HIV-positive women were no more likely to have a bone fracture than HIV-negative women, according to a study published online September 20 in AIDS. The new data run counter to a growing concern that HIV might be causing age-related problems, including bone problems, to occur at a younger age in HIV-positive people.

As the population of people with HIV grows older, the research community is increasingly turning its focus toward diseases and conditions that typically strike the elderly, including cardiovascular disease, certain cancers and bone problems.

Numerous studies have found that people with HIV, men and women alike, often have poorer bone health than their HIV-negative counterparts. What isn’t certain, however, is whether the reduced levels of bone density found in HIV-positive people are resulting in an increase in bone fractures. While one large study did find an increase in fractures of the hip, spine and wrist, it could not account for many bone fracture risk factors, such as body mass, smoking status and hepatitis C virus (HCV) infection.

To further define the actual risk for fractures in HIV-positive women, Michael Yin, MD, from Columbia University Medical Center in New York City, and his colleagues analyzed data from the Women’s Interagency HIV Study (WIHS)—a large cohort study that has been following more than 3,000 HIV-positive and HIV-negative women since at least 2001. This analysis included 1,728 HIV-positive women and 663 HIV-negative women.

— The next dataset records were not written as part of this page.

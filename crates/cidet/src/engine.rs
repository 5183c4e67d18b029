//! The engine state and the per-instruction test loop.

use rand::rngs::StdRng;
use rand::SeedableRng;
use serde::{Deserialize, Serialize};
use tracing::{debug, info};

use crate::buffer::{BufferConfig, BufferDescriptor};
use crate::config::CidetConfig;
use crate::ctx::CpuContext;
use crate::descriptor::InstructionDescriptor;
use crate::driver::PlatformDriver;
use crate::encoding::{EncodingState, Indicators, SegPrefixes};
use crate::error::{CidetError, Result};
use crate::mode::TargetMode;
use crate::operand::{OperandBinding, IN_OUT_CURSORS};
use crate::report::InstrSummary;

/// Longest architecturally valid instruction.
pub const MAX_INSTR_LEN: usize = 15;

/// Memory operands a single test case may have.
pub const MAX_MEMORY_OPERANDS: usize = 1;

/// Progress of one test case.
#[derive(Debug, Clone, Copy, PartialEq, Eq, Default)]
pub enum CaseState {
    #[default]
    Idle,
    BufferReady,
    Executed,
    Verified,
}

/// Why test cases were not executed.
#[derive(Debug, Clone, Copy, Default, PartialEq, Eq, Serialize, Deserialize)]
pub struct SkipCounters {
    pub setup_in_out: u64,
    pub re_init_data_buf: u64,
    pub setup_data_buf: u64,
    pub data_buf_wrt_rip: u64,
    pub assemble: u64,
    pub re_init_code_buf: u64,
    pub setup_code_buf: u64,
    pub same_base_index_remainder: u64,
    pub only_index_remainder: u64,
    pub direct_addressing_overflow: u64,
    pub no_data_buf_config: u64,
    pub execute_declined: u64,
}

impl SkipCounters {
    pub fn total(&self) -> u64 {
        self.setup_in_out
            + self.re_init_data_buf
            + self.setup_data_buf
            + self.data_buf_wrt_rip
            + self.assemble
            + self.re_init_code_buf
            + self.setup_code_buf
            + self.same_base_index_remainder
            + self.only_index_remainder
            + self.direct_addressing_overflow
            + self.no_data_buf_config
            + self.execute_declined
    }

    pub fn add(&mut self, other: &SkipCounters) {
        self.setup_in_out += other.setup_in_out;
        self.re_init_data_buf += other.re_init_data_buf;
        self.setup_data_buf += other.setup_data_buf;
        self.data_buf_wrt_rip += other.data_buf_wrt_rip;
        self.assemble += other.assemble;
        self.re_init_code_buf += other.re_init_code_buf;
        self.setup_code_buf += other.setup_code_buf;
        self.same_base_index_remainder += other.same_base_index_remainder;
        self.only_index_remainder += other.only_index_remainder;
        self.direct_addressing_overflow += other.direct_addressing_overflow;
        self.no_data_buf_config += other.no_data_buf_config;
        self.execute_declined += other.execute_declined;
    }

    fn sub(&mut self, other: &SkipCounters) {
        self.setup_in_out -= other.setup_in_out;
        self.re_init_data_buf -= other.re_init_data_buf;
        self.setup_data_buf -= other.setup_data_buf;
        self.data_buf_wrt_rip -= other.data_buf_wrt_rip;
        self.assemble -= other.assemble;
        self.re_init_code_buf -= other.re_init_code_buf;
        self.setup_code_buf -= other.setup_code_buf;
        self.same_base_index_remainder -= other.same_base_index_remainder;
        self.only_index_remainder -= other.only_index_remainder;
        self.direct_addressing_overflow -= other.direct_addressing_overflow;
        self.no_data_buf_config -= other.no_data_buf_config;
        self.execute_declined -= other.execute_declined;
    }
}

/// Everything the engine knows about the instruction and test case in flight.
pub struct EngineState {
    pub(crate) mode: TargetMode,
    pub(crate) seg_prefixes: SegPrefixes,
    pub(crate) alt_address_size: bool,
    pub(crate) instr: Option<&'static InstructionDescriptor>,
    pub(crate) mrm_reg_op: Option<usize>,
    pub(crate) mrm_rm_op: Option<usize>,
    pub(crate) operands: Vec<OperandBinding>,
    pub(crate) enc: EncodingState,
    pub(crate) indicators: Indicators,
    pub(crate) code_buf: BufferDescriptor,
    pub(crate) data_bufs: Vec<BufferDescriptor>,
    pub(crate) code_buf_configs: Vec<BufferConfig>,
    pub(crate) data_buf_configs: Vec<BufferConfig>,
    pub(crate) template: CpuContext,
    pub(crate) input: CpuContext,
    pub(crate) expected: CpuContext,
    pub(crate) actual: CpuContext,
    pub(crate) instr_bytes: [u8; MAX_INSTR_LEN + 1],
    pub(crate) instr_len: u8,
    pub(crate) skips: SkipCounters,
    pub(crate) cursors: [usize; IN_OUT_CURSORS],
    pub(crate) rng: StdRng,
    pub(crate) case_state: CaseState,
}

impl EngineState {
    pub fn new(mode: TargetMode, seed: u64) -> Self {
        let template = CpuContext::template(mode);
        Self {
            mode,
            seg_prefixes: SegPrefixes::empty(),
            alt_address_size: true,
            instr: None,
            mrm_reg_op: None,
            mrm_rm_op: None,
            operands: Vec::new(),
            enc: EncodingState {
                addr_bytes: mode.default_address_bytes(),
                ..EncodingState::default()
            },
            indicators: Indicators::default(),
            code_buf: BufferDescriptor::new(0, BufferConfig::CODE_PAGE_END),
            data_bufs: Vec::new(),
            code_buf_configs: vec![BufferConfig::CODE_PAGE_END],
            data_buf_configs: vec![BufferConfig::DATA_RW],
            template,
            input: template,
            expected: template,
            actual: template,
            instr_bytes: [0; MAX_INSTR_LEN + 1],
            instr_len: 0,
            skips: SkipCounters::default(),
            cursors: [0; IN_OUT_CURSORS],
            rng: StdRng::seed_from_u64(seed),
            case_state: CaseState::Idle,
        }
    }

    pub fn mode(&self) -> TargetMode {
        self.mode
    }

    /// Switches mode and rebuilds the template context for it.
    pub fn set_target_mode(&mut self, mode: TargetMode) {
        self.mode = mode;
        self.template = CpuContext::template(mode);
        self.enc.addr_bytes = mode.default_address_bytes();
    }

    pub fn set_seg_prefixes(&mut self, prefixes: SegPrefixes) {
        self.seg_prefixes = prefixes;
    }

    /// Whether the address-size wheel visits the 0x67 encodings.
    pub fn set_alternate_address_size(&mut self, enabled: bool) {
        self.alt_address_size = enabled;
    }

    pub fn template_ctx(&self) -> &CpuContext {
        &self.template
    }

    /// Lets the front end set segment selectors and the like.
    pub fn template_ctx_mut(&mut self) -> &mut CpuContext {
        &mut self.template
    }

    pub fn set_code_buf_configs(&mut self, configs: Vec<BufferConfig>) {
        self.code_buf_configs = configs;
    }

    pub fn set_data_buf_configs(&mut self, configs: Vec<BufferConfig>) {
        self.data_buf_configs = configs;
    }

    /// Selects the instruction to enumerate and resets all per-instruction state.
    pub fn set_instruction(&mut self, instr: &'static InstructionDescriptor) -> Result<()> {
        instr.validate()?;
        self.instr = Some(instr);
        self.operands = instr.operands.iter().copied().map(OperandBinding::new).collect();
        self.mrm_reg_op = instr.mrm_reg_operand();
        self.mrm_rm_op = instr.mrm_rm_operand();
        self.enc = EncodingState {
            addr_bytes: self.mode.default_address_bytes(),
            ..EncodingState::default()
        };
        self.indicators = Indicators::default();
        self.data_bufs.clear();
        self.cursors = [0; IN_OUT_CURSORS];
        self.instr_len = 0;
        self.case_state = CaseState::Idle;
        self.update_operand_sizes();
        Ok(())
    }

    pub fn instruction(&self) -> Option<&'static InstructionDescriptor> {
        self.instr
    }

    pub fn operands(&self) -> &[OperandBinding] {
        &self.operands
    }

    pub fn mrm_reg_operand(&self) -> Option<usize> {
        self.mrm_reg_op
    }

    pub fn mrm_rm_operand(&self) -> Option<usize> {
        self.mrm_rm_op
    }

    pub fn input_ctx(&self) -> &CpuContext {
        &self.input
    }

    pub fn expected_ctx(&self) -> &CpuContext {
        &self.expected
    }

    pub fn actual_ctx(&self) -> &CpuContext {
        &self.actual
    }

    pub fn code_buf(&self) -> &BufferDescriptor {
        &self.code_buf
    }

    pub fn data_bufs(&self) -> &[BufferDescriptor] {
        &self.data_bufs
    }

    pub fn skips(&self) -> &SkipCounters {
        &self.skips
    }

    pub fn case_state(&self) -> CaseState {
        self.case_state
    }
}

/// The engine bound to a platform driver.
pub struct CidetCore<D> {
    pub(crate) state: EngineState,
    pub(crate) driver: D,
}

impl<D: PlatformDriver> CidetCore<D> {
    /// Creates the engine, taking buffer configurations from the driver.
    pub fn new(driver: D, mode: TargetMode, seed: u64) -> Self {
        let mut state = EngineState::new(mode, seed);
        state.set_code_buf_configs(driver.code_buf_configs());
        state.set_data_buf_configs(driver.data_buf_configs());
        Self { state, driver }
    }

    pub fn from_config(driver: D, config: &CidetConfig) -> Self {
        let mut core = Self::new(driver, config.mode, config.seed);
        core.state.set_seg_prefixes(config.seg_prefixes);
        core.state.set_alternate_address_size(config.alternate_address_size);
        core
    }

    pub fn state(&self) -> &EngineState {
        &self.state
    }

    pub fn state_mut(&mut self) -> &mut EngineState {
        &mut self.state
    }

    pub fn driver(&self) -> &D {
        &self.driver
    }

    pub fn driver_mut(&mut self) -> &mut D {
        &mut self.driver
    }

    pub fn into_driver(self) -> D {
        self.driver
    }

    /// Runs every encoding of `instr` against every buffer configuration.
    ///
    /// Skips and failures are tallied in the returned summary; only fatal errors are returned as
    /// `Err`.
    pub fn test_instruction(
        &mut self,
        instr: &'static InstructionDescriptor,
    ) -> Result<InstrSummary> {
        if self.state.code_buf_configs.is_empty() {
            return Err(CidetError::NoCodeBufferConfigs);
        }
        self.state.set_instruction(instr)?;
        self.state.setup_first_encoding()?;

        let name = instr.name();
        debug!(instruction = %name, mode = %self.state.mode, "testing instruction");
        let skips_before = self.state.skips;
        let mut summary = InstrSummary::new(&name, self.state.mode);

        loop {
            summary.encodings += 1;
            if self.setup_first_memory_operand_config()? {
                loop {
                    self.setup_first_code_buffer_config();
                    loop {
                        self.run_case(&mut summary)?;
                        if !self.setup_next_code_buffer_config() {
                            break;
                        }
                    }
                    if !self.setup_next_memory_operand_config() {
                        break;
                    }
                }
            } else {
                self.state.skips.no_data_buf_config += 1;
                summary.skipped += 1;
            }
            if !self.state.setup_next_encoding() {
                break;
            }
        }

        let mut skips = self.state.skips;
        skips.sub(&skips_before);
        summary.skips = skips;
        info!(
            instruction = %name,
            mode = %self.state.mode,
            encodings = summary.encodings,
            executed = summary.executed,
            skipped = summary.skipped,
            failures = summary.failures,
            "instruction done"
        );
        Ok(summary)
    }

    fn run_case(&mut self, summary: &mut InstrSummary) -> Result<()> {
        let tricky = self.state.indicators.tricky_stack();
        self.state.input = self.state.template;
        self.state.input.tricky_stack = tricky;
        self.state.expected = self.state.input;
        self.state.case_state = CaseState::Idle;

        if self.reinit_code_buf() && self.setup_in_out()? && self.setup_code_buf() {
            if self.execute() {
                summary.executed += 1;
                if !self.check_results() {
                    summary.failures += 1;
                }
            } else {
                self.state.skips.execute_declined += 1;
                summary.skipped += 1;
            }
        } else {
            summary.skipped += 1;
        }
        Ok(())
    }
}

Most of the women in both groups were black or Latina and tended to be a bit overweight. About half were smokers, and roughly 20 percent in both groups were diabetic. The groups differed on several counts, however. HIV-positive women tended to be older, to have begun menopause and to also be infected with HCV.

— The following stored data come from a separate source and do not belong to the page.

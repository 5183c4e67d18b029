//! Turns the current encoding state and operand values into instruction bytes.
//!
//! Length calculation and byte emission share one walk so the two can never disagree.

use crate::engine::{EngineState, MAX_INSTR_LEN};
use crate::error::AssembleError;

trait ByteSink {
    fn put(&mut self, byte: u8);

    fn put_le(&mut self, value: u64, size: u8) {
        for byte in &value.to_le_bytes()[..usize::from(size)] {
            self.put(*byte);
        }
    }
}

struct LengthCounter(usize);

impl ByteSink for LengthCounter {
    fn put(&mut self, _byte: u8) {
        self.0 += 1;
    }
}

struct ByteWriter {
    bytes: [u8; 2 * MAX_INSTR_LEN],
    len: usize,
}

impl ByteSink for ByteWriter {
    fn put(&mut self, byte: u8) {
        if let Some(slot) = self.bytes.get_mut(self.len) {
            *slot = byte;
        }
        self.len += 1;
    }
}

impl EngineState {
    /// Emits, in order: segment override, 0x67, 0x66, mandatory prefix, REX, opcode, ModR/M,
    /// SIB, displacement and immediates in operand order. Multi-byte fields are little endian.
    fn emit<S: ByteSink>(&self, sink: &mut S) -> Result<(), AssembleError> {
        let Some(instr) = self.instr else {
            return Err(AssembleError::OpcodeLength(0));
        };
        if !(1..=3).contains(&instr.opcode.len()) {
            return Err(AssembleError::OpcodeLength(instr.opcode.len()));
        }

        if let Some(seg) = self.enc.seg_prefix {
            sink.put(seg.prefix_byte());
        }
        if self.enc.addr_size_prefix {
            sink.put(0x67);
        }
        if self.enc.op_size_prefix {
            sink.put(0x66);
        }
        if let Some(prefix) = instr.mandatory_prefix {
            sink.put(prefix);
        }
        if let Some(rex) = self.enc.rex_byte() {
            sink.put(rex);
        }
        for byte in instr.opcode {
            sink.put(*byte);
        }

        if instr.uses_modrm() {
            sink.put(self.enc.modrm);
            if self.enc.has_sib {
                sink.put(self.enc.sib);
            }
            if let Some(rm) = self.mrm_rm_op.map(|idx| &self.operands[idx]) {
                if rm.is_mem {
                    match rm.disp_size {
                        0 => {}
                        1 | 2 | 4 => sink.put_le(rm.imm_disp, rm.disp_size),
                        n => return Err(AssembleError::DisplacementSize(n)),
                    }
                }
            }
        }

        for op in self.operands.iter().filter(|op| op.is_imm()) {
            match op.size {
                1 | 2 | 4 | 8 => sink.put_le(op.imm_disp, op.size),
                n => return Err(AssembleError::ImmediateSize(n)),
            }
        }
        Ok(())
    }

    /// Length of the instruction the current state encodes to.
    pub fn assemble_length(&self) -> Result<u8, AssembleError> {
        let mut counter = LengthCounter(0);
        self.emit(&mut counter)?;
        if counter.0 > MAX_INSTR_LEN {
            return Err(AssembleError::TooLong(counter.0));
        }
        Ok(counter.0 as u8)
    }

    /// Encodes the instruction into the engine's instruction buffer.
    pub fn assemble(&mut self) -> Result<u8, AssembleError> {
        let mut writer = ByteWriter {
            bytes: [0; 2 * MAX_INSTR_LEN],
            len: 0,
        };
        self.emit(&mut writer)?;
        if writer.len > MAX_INSTR_LEN {
            return Err(AssembleError::TooLong(writer.len));
        }
        self.instr_bytes = [0; MAX_INSTR_LEN + 1];
        self.instr_bytes[..writer.len].copy_from_slice(&writer.bytes[..writer.len]);
        self.instr_len = writer.len as u8;
        Ok(self.instr_len)
    }

    /// Bytes produced by the last [`assemble`](Self::assemble).
    pub fn instr_bytes(&self) -> &[u8] {
        &self.instr_bytes[..usize::from(self.instr_len)]
    }
}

The rate of new fractures was similar between the groups, with 148 HIV-positive women (8.6 percent) and 47 HIV-negative women (7.1 percent) experiencing a new fracture during an average follow-up of 5.4 years.

Yin’s team found that when they accounted for known risk factors—such as smoking, HCV status and the women’s ratio of height to body weight (body mass index or BMI)—HIV-positive women were no more likely to experience a fracture than HIV-negative women. In fact, the only factors associated with bone fracture risk overall were: older age, white race, HCV status and high kidney protein (serum creatinine) levels.

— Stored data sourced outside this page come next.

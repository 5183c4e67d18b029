//! Differential testing of x86 instruction encodings.
//!
//! For each instruction descriptor the engine enumerates every byte-level encoding (operand and
//! address size prefixes, segment overrides, REX bits, every ModR/M and SIB form). For each
//! encoding it derives register and memory inputs, predicts the outcome, and has a
//! [`PlatformDriver`] run the instruction. The driver's result is then compared against the
//! prediction field by field.
//!
//! ## Environment variables
//!
//! [`CidetConfig::from_env`] recognises:
//!
//! - `CIDET_MODE` (default: `lm64` on x86_64 hosts, else `pp32`): one of `pe16`, `pp32`,
//!   `pae32`, `lm64`.
//! - `CIDET_SEED` (default: [`config::DEFAULT_SEED`]): RNG seed, decimal or `0x` hex.
//! - `CIDET_SEG_PREFIXES` (default: `none`): segment overrides to enumerate, e.g. `fs,gs` or
//!   `all`.
//! - `CIDET_FILTER` (optional): only test instructions whose name contains one of these
//!   comma or space separated substrings (case-insensitive).
//! - `CIDET_REPORT_PATH` (optional): write a JSON [`RunReport`] to this path.

pub mod addressing;
pub mod assemble;
pub mod buffer;
pub mod config;
pub mod ctx;
pub mod descriptor;
pub mod disasm;
pub mod driver;
pub mod encoding;
pub mod engine;
pub mod error;
pub mod exec;
pub mod instr;
pub mod mode;
pub mod operand;
pub mod report;
pub mod setup;

pub use buffer::{BufferConfig, BufferDescriptor, ExpectXcpt, PageAccess};
pub use config::CidetConfig;
pub use ctx::{CpuContext, CtxField, FieldDiff, SegReg};
pub use descriptor::{InstructionDescriptor, SetupError, SetupOutcome};
pub use driver::PlatformDriver;
pub use encoding::{EncodingState, Indicators, SegPrefixes};
pub use engine::{CidetCore, EngineState, SkipCounters};
pub use error::{AssembleError, CidetError, Result};
pub use mode::TargetMode;
pub use operand::{InOut, OperandBinding, OperandLocation};
pub use report::{InstrSummary, RunReport};

/// Tests every known instruction selected by `config` and returns the run report.
///
/// The report is also written to `config.report_path` when set.
pub fn run_suite<D: PlatformDriver>(driver: D, config: &CidetConfig) -> Result<RunReport> {
    let mut core = CidetCore::from_config(driver, config);
    let mut report = RunReport::new(config.mode, config.seed);
    for instr in instr::all().filter(|instr| config.selects(&instr.name())) {
        report.push(core.test_instruction(instr)?);
    }
    if let Some(path) = &config.report_path {
        report.write_json(path)?;
    }
    report.log_summary();
    Ok(report)
}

When Yin and his colleagues restricted their analysis only to HIV-positive women, they found that smoking history, opiate-use history and onset of menopause were all associated with a higher fracture risk. Of interest, low CD4 counts were not associated with an increased fracture risk among HIV-positive women, nor was any class of antiretrovirals (ARVs) including tenofovir (found in Viread, Truvada and Atripla), a commonly used HIV medication that has been tied to decreased bone mineral density.

The authors caution that their study results can’t be applied to older and post-menopausal women, but they concluded, “Our data provide some reassurance that fracture risk is modest in predominantly premenopausal HIV-infected women.”

“However, further research is necessary,” they continued, “to assess fracture risk as these women transition through menopause and to clarify whether fracture risk differs among antiretroviral regimens.”